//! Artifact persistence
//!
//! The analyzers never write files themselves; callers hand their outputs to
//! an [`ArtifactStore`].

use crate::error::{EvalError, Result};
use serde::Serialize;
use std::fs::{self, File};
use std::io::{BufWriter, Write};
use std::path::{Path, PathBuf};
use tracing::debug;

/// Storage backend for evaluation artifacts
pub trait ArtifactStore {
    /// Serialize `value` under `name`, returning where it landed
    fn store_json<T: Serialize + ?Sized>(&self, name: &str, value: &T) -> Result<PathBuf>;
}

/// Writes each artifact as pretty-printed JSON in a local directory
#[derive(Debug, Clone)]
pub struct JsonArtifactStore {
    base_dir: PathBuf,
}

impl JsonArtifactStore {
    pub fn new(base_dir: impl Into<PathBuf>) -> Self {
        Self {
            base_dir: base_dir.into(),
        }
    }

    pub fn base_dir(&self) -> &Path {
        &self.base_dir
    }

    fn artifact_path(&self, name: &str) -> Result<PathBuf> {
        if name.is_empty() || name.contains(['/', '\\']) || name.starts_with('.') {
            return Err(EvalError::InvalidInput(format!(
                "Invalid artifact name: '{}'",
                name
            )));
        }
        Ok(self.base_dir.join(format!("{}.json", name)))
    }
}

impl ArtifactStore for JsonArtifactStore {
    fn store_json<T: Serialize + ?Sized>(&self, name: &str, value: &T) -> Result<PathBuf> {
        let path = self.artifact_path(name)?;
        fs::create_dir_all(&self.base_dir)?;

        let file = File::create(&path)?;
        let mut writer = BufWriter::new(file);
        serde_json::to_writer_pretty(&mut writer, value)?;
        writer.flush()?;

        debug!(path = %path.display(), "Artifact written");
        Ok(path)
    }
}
⁂
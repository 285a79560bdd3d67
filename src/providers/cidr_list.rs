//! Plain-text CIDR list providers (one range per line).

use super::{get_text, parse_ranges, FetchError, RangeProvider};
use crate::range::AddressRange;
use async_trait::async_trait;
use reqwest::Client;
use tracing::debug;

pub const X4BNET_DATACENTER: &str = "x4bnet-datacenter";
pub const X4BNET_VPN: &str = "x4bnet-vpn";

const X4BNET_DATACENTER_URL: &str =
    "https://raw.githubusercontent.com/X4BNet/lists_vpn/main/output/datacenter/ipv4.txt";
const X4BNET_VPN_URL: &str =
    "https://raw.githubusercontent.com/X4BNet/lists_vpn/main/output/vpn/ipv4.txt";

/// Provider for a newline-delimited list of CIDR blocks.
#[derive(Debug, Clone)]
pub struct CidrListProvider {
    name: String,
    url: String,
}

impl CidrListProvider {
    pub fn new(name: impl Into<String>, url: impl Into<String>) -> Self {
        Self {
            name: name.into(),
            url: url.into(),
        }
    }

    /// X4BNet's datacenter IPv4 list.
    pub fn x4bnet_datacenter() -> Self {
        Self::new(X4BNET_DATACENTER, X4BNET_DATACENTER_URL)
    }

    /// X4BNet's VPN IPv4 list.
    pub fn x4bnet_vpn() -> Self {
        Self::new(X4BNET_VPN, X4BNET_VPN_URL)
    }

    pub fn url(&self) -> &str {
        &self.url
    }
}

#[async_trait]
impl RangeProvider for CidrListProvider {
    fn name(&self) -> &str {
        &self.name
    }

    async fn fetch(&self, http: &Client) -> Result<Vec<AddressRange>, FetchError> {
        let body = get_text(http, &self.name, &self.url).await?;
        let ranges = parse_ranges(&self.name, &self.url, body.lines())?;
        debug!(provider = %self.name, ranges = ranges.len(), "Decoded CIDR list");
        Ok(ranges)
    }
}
⁂
*Work task*. Where a line of the data contains the string "BufWriter", include it in a count, and state that count alone.

*Written reply*. 2